__PROBLEM DESCRIPTION__
The answer must be every line of the records below that contains the word "ErrorContext", copied out.

__Saved data entries__
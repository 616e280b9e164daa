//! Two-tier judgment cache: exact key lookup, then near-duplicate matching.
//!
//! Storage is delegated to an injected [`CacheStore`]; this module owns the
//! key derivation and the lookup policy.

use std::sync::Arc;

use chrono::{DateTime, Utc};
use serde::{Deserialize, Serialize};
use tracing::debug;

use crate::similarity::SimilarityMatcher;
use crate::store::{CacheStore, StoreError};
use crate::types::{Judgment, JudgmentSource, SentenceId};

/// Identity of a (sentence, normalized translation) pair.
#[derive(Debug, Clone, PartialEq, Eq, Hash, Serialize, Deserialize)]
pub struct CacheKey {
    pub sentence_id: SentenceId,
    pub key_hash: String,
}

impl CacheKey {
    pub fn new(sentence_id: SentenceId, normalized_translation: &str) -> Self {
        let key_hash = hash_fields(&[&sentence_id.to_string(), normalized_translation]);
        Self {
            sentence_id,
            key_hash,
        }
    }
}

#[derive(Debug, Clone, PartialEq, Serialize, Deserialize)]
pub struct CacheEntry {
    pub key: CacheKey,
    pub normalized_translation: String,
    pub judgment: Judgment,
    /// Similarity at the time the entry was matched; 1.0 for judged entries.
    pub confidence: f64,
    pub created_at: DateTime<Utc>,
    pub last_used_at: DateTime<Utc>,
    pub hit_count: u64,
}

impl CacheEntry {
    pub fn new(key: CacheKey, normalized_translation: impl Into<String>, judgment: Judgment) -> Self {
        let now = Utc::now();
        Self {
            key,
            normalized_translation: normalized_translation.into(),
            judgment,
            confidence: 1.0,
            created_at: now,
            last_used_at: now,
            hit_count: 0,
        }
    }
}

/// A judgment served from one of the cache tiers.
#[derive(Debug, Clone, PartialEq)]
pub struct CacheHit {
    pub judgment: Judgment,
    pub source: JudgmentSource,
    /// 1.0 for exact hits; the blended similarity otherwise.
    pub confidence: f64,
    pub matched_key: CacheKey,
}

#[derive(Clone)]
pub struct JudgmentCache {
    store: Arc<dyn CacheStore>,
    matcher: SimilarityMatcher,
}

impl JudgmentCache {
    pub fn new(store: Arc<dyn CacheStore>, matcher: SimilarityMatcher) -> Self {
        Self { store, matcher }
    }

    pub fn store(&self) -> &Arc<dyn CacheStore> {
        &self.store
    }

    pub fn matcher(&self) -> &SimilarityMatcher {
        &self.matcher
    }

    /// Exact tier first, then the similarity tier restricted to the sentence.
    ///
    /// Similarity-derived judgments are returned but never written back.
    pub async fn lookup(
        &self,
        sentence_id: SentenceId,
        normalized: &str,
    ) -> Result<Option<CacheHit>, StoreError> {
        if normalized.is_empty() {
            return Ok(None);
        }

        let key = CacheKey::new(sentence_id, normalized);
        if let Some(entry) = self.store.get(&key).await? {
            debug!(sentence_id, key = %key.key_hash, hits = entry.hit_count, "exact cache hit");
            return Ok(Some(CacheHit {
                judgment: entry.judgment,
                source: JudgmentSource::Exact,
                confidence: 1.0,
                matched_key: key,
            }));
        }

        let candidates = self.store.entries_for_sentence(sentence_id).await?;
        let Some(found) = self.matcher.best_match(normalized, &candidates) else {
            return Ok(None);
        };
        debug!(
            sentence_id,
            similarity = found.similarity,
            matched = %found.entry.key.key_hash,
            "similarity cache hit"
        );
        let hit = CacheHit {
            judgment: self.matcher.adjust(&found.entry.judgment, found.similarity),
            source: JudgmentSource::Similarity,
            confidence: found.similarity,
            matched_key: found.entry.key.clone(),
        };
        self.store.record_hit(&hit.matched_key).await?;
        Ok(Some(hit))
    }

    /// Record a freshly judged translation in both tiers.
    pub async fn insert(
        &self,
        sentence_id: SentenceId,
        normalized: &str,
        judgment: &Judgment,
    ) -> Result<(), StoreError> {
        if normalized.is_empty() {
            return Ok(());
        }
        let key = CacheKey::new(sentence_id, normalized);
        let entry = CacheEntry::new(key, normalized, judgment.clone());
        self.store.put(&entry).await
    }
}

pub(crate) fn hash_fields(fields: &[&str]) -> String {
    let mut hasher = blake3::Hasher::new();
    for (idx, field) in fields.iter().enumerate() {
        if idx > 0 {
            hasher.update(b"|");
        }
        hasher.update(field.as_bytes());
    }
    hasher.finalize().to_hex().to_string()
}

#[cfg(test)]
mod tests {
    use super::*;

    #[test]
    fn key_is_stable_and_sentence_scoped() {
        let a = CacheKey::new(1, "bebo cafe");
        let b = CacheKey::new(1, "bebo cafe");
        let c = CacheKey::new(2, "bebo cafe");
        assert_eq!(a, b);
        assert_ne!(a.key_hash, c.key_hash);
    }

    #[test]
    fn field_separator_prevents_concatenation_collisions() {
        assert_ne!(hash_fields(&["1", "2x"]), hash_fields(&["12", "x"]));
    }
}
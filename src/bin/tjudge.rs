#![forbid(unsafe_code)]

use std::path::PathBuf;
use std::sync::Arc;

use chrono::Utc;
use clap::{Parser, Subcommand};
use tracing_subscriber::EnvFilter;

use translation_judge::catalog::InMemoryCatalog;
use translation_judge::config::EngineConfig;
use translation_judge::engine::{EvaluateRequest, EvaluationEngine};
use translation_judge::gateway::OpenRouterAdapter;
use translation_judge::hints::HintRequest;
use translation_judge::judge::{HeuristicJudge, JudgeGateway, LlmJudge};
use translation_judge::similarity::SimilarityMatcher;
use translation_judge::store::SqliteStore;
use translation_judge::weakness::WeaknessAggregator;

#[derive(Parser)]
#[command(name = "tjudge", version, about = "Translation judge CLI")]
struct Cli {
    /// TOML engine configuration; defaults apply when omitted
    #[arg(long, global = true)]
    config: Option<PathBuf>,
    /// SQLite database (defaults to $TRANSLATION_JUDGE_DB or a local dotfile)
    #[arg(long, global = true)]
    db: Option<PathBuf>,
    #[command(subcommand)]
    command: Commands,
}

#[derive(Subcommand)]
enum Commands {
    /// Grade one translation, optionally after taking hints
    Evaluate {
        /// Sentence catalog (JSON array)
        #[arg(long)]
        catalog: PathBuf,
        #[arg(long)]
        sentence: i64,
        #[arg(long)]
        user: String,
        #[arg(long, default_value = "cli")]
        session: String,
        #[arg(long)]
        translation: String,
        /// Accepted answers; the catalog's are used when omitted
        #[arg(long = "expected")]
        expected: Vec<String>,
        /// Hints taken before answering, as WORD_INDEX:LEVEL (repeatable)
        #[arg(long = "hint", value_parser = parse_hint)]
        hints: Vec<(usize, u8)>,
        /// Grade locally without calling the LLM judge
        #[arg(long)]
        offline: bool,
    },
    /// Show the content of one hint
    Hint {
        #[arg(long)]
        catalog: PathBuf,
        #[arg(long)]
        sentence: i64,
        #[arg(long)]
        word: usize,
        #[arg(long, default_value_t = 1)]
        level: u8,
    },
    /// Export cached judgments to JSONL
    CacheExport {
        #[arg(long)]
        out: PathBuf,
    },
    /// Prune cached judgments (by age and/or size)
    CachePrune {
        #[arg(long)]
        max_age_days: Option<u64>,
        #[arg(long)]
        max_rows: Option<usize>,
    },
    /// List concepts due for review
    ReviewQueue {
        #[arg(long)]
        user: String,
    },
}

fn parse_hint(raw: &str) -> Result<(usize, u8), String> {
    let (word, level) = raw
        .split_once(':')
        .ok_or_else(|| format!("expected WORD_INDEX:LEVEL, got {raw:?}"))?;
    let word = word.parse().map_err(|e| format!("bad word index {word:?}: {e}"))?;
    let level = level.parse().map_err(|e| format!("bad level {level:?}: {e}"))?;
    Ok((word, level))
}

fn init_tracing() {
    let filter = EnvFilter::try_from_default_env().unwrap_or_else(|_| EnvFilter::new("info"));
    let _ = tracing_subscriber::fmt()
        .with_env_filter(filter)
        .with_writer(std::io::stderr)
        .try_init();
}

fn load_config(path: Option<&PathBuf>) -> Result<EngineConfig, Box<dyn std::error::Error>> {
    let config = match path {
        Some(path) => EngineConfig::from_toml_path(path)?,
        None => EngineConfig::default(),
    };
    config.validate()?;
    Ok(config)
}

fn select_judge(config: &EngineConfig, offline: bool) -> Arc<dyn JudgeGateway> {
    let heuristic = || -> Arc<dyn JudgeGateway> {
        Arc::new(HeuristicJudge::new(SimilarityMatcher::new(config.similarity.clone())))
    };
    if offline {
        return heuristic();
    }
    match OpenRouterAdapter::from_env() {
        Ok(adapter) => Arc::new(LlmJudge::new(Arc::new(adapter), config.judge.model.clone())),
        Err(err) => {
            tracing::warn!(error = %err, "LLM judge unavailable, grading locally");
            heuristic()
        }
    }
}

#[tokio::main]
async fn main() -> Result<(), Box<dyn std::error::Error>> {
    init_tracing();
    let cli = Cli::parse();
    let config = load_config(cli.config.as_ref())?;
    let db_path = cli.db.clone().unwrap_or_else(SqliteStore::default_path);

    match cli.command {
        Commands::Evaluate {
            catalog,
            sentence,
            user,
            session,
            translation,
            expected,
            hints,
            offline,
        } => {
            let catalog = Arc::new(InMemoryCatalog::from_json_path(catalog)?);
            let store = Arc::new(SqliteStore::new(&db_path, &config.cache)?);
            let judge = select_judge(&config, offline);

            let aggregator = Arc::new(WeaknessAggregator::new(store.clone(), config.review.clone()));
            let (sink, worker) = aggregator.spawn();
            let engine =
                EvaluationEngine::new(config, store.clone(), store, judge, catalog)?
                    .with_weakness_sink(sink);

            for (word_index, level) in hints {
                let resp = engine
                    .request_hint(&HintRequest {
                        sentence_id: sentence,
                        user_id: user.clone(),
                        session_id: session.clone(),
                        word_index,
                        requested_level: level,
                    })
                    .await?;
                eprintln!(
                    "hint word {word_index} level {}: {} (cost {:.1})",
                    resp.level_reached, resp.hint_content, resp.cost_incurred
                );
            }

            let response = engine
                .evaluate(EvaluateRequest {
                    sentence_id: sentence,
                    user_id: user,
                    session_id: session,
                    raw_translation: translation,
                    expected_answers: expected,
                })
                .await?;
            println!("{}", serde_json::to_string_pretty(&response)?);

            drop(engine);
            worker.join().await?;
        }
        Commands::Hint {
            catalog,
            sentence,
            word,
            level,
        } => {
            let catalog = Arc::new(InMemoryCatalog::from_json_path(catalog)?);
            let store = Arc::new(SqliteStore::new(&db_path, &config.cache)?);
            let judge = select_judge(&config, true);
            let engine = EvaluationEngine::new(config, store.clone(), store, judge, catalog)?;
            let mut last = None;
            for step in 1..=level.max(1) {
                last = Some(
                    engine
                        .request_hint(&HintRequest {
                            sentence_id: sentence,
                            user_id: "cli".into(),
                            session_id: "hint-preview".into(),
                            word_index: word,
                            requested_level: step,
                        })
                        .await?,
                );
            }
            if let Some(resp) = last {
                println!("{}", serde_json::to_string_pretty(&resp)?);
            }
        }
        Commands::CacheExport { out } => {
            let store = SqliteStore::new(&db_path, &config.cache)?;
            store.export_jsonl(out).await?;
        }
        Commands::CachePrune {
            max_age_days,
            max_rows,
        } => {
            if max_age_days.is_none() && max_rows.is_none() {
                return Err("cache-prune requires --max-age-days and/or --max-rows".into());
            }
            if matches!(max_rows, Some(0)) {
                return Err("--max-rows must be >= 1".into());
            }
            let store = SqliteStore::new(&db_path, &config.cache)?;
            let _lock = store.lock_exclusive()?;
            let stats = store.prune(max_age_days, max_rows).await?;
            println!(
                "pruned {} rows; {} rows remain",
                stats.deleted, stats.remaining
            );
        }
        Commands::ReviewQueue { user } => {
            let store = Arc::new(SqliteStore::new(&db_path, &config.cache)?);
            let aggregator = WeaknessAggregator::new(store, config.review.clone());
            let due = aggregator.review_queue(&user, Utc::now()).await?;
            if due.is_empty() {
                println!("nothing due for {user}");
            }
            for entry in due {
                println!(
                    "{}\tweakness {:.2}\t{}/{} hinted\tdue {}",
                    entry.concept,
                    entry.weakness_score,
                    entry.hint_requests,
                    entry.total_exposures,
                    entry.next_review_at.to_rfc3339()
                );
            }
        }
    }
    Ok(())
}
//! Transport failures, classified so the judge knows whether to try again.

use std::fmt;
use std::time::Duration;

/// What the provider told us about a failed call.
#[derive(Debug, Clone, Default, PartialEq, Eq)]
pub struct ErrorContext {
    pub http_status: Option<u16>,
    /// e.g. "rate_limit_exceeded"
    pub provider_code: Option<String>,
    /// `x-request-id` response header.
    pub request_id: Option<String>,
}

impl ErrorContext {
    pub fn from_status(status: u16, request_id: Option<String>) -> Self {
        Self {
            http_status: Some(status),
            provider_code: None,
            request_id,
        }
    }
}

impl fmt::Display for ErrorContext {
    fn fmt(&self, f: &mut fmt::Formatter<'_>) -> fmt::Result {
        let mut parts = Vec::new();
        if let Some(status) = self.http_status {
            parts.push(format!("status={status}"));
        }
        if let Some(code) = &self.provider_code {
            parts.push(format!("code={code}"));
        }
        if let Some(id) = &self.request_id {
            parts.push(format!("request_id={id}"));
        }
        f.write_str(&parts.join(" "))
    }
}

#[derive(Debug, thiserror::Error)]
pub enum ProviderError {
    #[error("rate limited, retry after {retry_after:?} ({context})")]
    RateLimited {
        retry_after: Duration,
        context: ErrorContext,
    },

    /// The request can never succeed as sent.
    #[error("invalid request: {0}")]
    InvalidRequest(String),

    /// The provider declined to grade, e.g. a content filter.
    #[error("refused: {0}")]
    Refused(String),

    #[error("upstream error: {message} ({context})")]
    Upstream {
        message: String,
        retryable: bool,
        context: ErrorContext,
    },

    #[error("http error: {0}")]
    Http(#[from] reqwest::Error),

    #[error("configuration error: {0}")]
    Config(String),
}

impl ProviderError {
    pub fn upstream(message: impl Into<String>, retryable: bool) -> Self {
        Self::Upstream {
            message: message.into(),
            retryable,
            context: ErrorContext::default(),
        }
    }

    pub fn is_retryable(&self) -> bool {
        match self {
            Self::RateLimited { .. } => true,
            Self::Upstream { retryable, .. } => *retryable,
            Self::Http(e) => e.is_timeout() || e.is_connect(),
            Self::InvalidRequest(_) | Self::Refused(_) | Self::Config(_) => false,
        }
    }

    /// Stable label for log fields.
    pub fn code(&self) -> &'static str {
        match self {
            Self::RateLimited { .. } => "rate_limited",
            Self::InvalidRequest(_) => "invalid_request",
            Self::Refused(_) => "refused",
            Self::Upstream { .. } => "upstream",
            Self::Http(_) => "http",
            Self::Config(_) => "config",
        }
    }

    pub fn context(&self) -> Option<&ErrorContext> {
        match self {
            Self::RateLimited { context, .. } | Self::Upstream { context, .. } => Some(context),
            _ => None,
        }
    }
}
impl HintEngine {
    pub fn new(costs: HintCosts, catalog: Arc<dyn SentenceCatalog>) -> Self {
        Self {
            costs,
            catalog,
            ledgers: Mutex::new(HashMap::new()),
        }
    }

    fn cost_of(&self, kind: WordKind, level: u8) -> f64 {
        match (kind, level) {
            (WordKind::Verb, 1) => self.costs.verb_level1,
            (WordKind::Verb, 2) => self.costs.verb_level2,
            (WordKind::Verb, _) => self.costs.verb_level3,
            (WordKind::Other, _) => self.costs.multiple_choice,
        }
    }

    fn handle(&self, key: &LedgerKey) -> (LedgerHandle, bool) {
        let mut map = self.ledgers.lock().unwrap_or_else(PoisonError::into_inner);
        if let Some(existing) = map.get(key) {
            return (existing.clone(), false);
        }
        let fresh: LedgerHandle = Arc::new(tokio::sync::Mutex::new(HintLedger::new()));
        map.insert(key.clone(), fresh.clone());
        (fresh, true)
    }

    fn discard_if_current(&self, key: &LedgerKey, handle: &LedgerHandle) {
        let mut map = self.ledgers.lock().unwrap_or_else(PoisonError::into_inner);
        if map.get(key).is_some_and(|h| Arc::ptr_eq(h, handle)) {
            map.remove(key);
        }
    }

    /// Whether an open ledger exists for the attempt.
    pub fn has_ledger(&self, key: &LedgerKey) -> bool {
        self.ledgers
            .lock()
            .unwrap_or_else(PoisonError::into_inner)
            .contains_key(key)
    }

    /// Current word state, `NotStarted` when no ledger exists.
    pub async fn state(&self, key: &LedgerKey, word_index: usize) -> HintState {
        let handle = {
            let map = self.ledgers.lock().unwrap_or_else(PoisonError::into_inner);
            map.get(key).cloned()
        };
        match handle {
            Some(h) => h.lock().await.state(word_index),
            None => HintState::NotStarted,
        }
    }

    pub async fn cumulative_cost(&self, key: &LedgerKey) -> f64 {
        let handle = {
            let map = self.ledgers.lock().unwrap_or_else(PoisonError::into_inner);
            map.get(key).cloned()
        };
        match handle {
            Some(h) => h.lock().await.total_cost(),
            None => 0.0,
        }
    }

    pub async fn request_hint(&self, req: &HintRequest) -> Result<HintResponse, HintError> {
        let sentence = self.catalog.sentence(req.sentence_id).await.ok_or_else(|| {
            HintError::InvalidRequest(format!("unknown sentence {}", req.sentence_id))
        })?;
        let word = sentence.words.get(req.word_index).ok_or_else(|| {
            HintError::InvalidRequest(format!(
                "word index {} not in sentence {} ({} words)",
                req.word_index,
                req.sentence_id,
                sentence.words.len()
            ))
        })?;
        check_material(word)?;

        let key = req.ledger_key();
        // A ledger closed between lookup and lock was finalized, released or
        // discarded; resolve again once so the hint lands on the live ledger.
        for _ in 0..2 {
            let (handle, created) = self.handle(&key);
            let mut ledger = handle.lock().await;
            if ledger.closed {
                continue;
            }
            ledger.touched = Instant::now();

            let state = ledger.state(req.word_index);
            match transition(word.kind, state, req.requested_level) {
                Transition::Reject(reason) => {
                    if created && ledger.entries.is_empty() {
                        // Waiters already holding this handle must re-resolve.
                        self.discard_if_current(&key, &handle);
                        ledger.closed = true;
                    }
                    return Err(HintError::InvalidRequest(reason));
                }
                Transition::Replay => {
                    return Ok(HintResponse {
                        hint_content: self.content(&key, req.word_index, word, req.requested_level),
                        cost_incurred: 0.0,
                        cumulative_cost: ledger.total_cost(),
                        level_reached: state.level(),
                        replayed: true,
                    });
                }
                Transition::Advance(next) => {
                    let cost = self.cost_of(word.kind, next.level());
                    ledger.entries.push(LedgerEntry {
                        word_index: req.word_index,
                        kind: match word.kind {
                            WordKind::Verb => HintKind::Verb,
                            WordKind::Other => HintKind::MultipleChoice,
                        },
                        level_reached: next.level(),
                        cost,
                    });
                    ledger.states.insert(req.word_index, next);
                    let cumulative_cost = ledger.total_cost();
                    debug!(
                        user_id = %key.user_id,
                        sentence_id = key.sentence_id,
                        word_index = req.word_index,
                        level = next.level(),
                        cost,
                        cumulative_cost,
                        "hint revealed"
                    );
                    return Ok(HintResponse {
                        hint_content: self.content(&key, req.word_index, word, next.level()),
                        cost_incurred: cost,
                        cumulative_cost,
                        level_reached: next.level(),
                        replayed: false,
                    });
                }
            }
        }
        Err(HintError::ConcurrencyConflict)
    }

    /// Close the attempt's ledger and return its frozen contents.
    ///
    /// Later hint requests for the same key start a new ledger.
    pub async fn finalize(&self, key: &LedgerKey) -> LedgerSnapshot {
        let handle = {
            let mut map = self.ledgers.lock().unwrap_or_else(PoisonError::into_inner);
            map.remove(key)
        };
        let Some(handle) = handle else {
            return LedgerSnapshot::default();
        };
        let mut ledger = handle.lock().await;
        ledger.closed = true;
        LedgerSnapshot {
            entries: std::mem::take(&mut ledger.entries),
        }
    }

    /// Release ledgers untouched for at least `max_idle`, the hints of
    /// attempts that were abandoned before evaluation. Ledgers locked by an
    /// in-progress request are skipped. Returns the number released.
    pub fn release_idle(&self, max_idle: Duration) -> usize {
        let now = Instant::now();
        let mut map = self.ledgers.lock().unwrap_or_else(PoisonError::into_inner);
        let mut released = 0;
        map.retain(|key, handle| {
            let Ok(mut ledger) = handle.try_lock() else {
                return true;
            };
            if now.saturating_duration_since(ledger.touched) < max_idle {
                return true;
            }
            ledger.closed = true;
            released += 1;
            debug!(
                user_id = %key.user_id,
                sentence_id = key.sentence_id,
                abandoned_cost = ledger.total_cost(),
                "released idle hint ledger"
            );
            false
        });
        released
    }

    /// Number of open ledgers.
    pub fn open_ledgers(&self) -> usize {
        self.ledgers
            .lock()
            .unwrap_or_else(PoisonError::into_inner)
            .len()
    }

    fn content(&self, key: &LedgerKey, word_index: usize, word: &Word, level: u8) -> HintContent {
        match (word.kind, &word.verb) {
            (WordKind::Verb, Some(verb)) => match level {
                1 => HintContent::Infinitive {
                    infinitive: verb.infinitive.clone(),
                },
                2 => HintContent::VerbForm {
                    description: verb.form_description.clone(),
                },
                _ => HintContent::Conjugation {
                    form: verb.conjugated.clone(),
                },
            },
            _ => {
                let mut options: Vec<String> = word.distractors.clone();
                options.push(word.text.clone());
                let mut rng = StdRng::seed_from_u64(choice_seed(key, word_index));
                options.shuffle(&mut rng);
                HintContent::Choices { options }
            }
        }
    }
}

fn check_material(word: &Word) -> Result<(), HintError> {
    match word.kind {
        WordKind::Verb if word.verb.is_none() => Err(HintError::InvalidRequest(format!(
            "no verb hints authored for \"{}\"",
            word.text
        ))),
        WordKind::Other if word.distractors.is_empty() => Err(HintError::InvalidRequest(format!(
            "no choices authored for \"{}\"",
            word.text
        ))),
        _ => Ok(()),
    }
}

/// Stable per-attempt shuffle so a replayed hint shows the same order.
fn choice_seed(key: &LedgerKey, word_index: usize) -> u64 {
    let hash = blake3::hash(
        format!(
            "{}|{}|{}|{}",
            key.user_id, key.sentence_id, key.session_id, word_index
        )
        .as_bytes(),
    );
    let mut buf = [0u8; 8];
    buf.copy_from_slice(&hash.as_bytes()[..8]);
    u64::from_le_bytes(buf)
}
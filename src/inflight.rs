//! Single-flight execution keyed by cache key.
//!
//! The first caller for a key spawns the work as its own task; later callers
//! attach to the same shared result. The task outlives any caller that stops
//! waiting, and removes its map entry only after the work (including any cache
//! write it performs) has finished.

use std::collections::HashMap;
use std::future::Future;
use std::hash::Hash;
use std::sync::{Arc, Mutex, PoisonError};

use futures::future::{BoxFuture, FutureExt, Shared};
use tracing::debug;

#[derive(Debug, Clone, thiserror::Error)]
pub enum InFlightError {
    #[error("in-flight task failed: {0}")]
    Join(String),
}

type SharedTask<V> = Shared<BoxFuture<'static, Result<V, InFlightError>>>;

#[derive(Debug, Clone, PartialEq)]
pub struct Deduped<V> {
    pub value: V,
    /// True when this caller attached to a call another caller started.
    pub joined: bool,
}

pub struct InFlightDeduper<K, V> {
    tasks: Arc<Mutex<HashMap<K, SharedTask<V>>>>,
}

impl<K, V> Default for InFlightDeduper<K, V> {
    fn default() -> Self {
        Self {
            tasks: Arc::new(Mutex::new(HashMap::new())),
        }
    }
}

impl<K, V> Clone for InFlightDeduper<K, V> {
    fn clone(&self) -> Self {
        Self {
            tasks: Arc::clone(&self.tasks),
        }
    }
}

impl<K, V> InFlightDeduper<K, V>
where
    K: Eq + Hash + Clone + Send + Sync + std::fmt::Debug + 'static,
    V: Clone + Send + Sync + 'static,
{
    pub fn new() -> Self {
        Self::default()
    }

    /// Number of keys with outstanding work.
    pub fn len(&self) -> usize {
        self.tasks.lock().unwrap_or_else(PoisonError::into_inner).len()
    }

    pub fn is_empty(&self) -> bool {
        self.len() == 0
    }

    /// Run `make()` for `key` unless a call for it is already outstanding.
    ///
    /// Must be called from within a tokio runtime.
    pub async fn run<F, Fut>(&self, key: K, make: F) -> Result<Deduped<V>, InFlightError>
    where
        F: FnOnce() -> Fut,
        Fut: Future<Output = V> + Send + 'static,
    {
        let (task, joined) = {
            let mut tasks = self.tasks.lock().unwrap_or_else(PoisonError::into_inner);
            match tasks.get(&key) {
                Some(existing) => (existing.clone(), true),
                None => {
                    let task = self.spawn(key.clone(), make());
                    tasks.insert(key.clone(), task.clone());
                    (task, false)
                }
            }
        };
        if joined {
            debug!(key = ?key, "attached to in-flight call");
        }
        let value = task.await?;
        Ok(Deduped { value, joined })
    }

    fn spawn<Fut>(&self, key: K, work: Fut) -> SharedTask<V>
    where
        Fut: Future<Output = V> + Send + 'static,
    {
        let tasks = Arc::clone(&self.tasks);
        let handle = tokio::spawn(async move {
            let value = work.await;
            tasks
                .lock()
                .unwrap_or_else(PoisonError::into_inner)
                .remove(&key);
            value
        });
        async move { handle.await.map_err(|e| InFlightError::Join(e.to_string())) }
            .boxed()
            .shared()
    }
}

__RESPONSE__
pub struct ErrorContext {
impl ErrorContext {
impl fmt::Display for ErrorContext {
        context: ErrorContext,
        context: ErrorContext,
            context: ErrorContext::default(),
    pub fn context(&self) -> Option<&ErrorContext> {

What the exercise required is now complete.